ASSIGNMENT: The material below contains a line with "filename crates/fastlint_parser/src/type_annotations.rs" and a line with "object and function". Copy exactly those two lines and all lines between them.

<<<<

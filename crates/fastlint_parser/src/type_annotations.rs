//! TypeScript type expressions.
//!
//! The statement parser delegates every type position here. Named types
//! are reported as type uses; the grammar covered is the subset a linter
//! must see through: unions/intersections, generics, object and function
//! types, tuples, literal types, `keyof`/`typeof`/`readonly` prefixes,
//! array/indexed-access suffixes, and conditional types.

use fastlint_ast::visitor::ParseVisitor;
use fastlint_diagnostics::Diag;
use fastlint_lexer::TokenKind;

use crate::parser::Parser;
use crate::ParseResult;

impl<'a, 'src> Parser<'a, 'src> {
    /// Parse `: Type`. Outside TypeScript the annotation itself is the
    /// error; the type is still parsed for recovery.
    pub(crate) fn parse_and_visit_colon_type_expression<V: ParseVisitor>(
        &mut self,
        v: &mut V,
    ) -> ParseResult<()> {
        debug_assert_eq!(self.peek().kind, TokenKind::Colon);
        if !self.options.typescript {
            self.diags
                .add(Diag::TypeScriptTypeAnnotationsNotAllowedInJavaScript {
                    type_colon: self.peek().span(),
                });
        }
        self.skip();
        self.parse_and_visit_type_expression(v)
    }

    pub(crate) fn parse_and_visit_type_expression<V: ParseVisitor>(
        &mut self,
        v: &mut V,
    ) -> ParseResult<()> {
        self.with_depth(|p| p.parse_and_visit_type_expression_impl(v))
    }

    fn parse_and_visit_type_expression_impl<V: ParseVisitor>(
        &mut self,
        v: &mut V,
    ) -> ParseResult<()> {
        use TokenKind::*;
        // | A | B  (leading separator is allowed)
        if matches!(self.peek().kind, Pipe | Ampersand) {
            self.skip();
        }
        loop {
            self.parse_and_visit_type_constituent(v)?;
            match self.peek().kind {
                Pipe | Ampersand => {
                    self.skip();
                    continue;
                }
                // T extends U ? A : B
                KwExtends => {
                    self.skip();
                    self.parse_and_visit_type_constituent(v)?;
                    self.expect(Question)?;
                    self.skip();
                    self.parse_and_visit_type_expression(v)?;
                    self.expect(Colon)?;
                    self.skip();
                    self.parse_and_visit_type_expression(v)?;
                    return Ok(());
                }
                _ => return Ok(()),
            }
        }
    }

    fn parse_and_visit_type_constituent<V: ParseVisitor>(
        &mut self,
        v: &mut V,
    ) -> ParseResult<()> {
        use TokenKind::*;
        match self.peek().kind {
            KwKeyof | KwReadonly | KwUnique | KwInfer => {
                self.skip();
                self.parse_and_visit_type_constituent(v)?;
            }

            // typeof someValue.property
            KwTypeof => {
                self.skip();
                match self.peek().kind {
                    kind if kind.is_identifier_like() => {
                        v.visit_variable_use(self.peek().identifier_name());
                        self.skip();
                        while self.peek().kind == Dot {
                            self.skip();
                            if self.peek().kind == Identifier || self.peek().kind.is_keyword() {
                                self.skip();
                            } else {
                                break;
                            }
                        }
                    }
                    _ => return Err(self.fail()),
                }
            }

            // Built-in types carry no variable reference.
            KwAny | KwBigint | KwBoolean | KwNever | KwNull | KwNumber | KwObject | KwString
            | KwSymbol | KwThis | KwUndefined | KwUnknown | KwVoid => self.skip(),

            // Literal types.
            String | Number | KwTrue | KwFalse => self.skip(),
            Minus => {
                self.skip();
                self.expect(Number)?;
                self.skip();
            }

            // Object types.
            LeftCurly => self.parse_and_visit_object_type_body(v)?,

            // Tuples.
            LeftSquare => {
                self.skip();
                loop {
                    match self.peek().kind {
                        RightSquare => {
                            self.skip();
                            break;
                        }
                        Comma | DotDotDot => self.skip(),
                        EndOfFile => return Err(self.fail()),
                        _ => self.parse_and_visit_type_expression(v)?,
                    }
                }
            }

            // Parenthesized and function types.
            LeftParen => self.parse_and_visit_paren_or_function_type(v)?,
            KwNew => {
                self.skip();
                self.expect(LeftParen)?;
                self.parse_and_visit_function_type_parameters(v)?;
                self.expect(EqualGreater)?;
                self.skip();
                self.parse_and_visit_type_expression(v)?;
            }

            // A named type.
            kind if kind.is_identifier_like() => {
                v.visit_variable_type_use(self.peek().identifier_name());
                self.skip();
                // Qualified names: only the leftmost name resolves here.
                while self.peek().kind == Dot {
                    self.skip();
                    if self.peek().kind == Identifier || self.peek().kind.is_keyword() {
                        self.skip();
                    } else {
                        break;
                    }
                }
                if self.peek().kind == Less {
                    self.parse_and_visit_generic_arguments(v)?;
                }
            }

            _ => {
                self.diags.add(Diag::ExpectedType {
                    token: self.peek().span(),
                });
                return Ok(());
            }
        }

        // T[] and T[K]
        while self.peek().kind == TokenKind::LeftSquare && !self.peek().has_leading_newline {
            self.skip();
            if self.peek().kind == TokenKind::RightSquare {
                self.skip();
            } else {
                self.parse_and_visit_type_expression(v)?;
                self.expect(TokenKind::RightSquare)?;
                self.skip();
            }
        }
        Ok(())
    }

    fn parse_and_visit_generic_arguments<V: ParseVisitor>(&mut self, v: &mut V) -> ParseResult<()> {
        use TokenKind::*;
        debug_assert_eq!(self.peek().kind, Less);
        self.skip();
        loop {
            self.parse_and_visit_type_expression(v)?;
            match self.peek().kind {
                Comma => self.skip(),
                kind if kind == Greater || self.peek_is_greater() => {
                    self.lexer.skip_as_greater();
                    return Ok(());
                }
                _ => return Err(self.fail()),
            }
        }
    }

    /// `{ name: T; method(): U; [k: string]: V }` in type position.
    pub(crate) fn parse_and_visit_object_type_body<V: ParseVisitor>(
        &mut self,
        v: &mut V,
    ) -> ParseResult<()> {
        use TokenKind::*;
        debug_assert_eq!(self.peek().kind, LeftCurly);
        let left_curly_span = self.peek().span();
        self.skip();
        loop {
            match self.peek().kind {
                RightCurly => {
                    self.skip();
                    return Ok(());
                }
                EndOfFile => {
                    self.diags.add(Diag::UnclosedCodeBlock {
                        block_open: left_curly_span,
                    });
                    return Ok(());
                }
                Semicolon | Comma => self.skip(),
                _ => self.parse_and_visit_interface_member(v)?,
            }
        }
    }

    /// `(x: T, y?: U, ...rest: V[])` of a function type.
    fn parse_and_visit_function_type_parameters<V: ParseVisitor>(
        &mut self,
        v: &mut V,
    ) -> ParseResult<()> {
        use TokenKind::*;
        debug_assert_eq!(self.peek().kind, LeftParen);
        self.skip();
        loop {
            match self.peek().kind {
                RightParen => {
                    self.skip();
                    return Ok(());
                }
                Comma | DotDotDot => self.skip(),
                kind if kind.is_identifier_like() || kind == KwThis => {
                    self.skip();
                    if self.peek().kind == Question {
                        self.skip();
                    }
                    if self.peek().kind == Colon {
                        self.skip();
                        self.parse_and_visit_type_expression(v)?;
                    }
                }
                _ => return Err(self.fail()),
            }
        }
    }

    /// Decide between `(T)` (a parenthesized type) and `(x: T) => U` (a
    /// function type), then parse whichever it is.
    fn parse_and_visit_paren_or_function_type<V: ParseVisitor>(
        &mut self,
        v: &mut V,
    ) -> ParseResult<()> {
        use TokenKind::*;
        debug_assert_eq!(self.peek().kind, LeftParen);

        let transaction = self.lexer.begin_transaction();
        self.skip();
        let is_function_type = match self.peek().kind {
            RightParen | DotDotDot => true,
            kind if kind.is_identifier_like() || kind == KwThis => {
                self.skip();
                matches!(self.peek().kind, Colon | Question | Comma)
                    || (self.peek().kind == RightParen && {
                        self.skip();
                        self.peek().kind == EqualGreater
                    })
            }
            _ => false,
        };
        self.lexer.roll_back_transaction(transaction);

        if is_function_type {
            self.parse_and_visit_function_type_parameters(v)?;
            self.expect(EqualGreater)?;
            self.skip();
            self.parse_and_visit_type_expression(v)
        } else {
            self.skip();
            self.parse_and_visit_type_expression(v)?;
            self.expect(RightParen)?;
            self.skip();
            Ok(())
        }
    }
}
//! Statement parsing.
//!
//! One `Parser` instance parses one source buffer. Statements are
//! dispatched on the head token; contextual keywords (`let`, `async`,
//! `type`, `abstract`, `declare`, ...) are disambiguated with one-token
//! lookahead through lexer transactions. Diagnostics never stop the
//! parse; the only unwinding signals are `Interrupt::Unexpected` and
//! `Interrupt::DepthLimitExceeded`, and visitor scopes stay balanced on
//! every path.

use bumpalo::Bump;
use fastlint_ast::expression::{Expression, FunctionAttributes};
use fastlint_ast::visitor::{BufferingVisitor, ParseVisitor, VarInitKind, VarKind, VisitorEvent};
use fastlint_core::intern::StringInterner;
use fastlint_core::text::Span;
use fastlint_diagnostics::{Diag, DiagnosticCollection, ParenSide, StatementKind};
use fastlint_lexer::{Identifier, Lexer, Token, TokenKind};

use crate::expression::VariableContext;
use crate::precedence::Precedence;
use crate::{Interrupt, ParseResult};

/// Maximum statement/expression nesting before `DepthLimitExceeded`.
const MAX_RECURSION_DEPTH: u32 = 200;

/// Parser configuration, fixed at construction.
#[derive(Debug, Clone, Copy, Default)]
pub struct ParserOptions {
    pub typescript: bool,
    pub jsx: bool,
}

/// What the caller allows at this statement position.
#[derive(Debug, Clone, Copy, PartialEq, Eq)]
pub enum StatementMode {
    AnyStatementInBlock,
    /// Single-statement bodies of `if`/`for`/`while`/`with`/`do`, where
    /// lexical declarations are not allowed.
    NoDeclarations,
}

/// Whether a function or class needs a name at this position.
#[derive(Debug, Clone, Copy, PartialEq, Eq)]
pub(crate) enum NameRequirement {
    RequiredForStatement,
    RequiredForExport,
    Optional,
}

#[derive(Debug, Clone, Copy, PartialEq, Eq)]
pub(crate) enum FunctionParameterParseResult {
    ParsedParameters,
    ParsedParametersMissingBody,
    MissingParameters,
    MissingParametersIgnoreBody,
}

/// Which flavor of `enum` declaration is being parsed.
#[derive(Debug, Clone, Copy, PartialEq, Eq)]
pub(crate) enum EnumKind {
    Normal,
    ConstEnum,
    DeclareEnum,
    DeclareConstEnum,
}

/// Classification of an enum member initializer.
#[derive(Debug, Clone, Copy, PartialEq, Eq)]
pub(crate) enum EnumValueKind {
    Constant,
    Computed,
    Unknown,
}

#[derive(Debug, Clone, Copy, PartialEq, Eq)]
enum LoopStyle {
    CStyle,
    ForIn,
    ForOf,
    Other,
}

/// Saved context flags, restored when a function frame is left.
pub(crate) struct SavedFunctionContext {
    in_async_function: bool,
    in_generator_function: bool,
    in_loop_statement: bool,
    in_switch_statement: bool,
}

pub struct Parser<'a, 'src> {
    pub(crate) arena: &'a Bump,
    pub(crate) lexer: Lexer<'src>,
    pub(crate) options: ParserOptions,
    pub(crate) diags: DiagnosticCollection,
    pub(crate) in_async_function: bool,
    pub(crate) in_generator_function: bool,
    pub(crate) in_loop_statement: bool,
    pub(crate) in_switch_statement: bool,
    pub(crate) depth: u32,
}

>>>>
<<<<

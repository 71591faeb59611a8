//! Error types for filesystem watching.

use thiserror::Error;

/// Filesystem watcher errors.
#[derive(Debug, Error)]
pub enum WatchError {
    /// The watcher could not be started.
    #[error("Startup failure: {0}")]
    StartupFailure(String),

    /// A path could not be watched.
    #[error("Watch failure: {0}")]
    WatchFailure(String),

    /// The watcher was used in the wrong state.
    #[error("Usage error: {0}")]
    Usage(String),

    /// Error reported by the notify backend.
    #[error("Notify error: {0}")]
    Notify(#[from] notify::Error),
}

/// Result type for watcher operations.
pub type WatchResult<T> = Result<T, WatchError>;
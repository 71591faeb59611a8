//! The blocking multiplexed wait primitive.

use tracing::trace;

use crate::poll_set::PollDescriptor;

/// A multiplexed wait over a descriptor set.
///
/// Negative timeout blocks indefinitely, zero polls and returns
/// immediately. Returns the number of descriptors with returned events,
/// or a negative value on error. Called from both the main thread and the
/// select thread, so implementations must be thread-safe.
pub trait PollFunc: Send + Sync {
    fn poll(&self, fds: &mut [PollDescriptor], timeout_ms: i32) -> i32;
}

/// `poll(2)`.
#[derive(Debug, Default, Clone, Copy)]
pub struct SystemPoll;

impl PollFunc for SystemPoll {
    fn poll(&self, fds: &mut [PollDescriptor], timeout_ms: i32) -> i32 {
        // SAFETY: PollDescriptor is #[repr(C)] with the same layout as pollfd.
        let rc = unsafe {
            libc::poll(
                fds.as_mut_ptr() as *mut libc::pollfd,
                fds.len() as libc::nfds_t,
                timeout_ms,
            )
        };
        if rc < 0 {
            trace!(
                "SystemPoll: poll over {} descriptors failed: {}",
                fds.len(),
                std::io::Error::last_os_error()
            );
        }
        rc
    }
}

>>>>

TASK ANSWER:
filename crates/fastlint_parser/src/type_annotations.rs
//! TypeScript type expressions.
//!
//! The statement parser delegates every type position here. Named types
//! are reported as type uses; the grammar covered is the subset a linter
//! must see through: unions/intersections, generics, object and function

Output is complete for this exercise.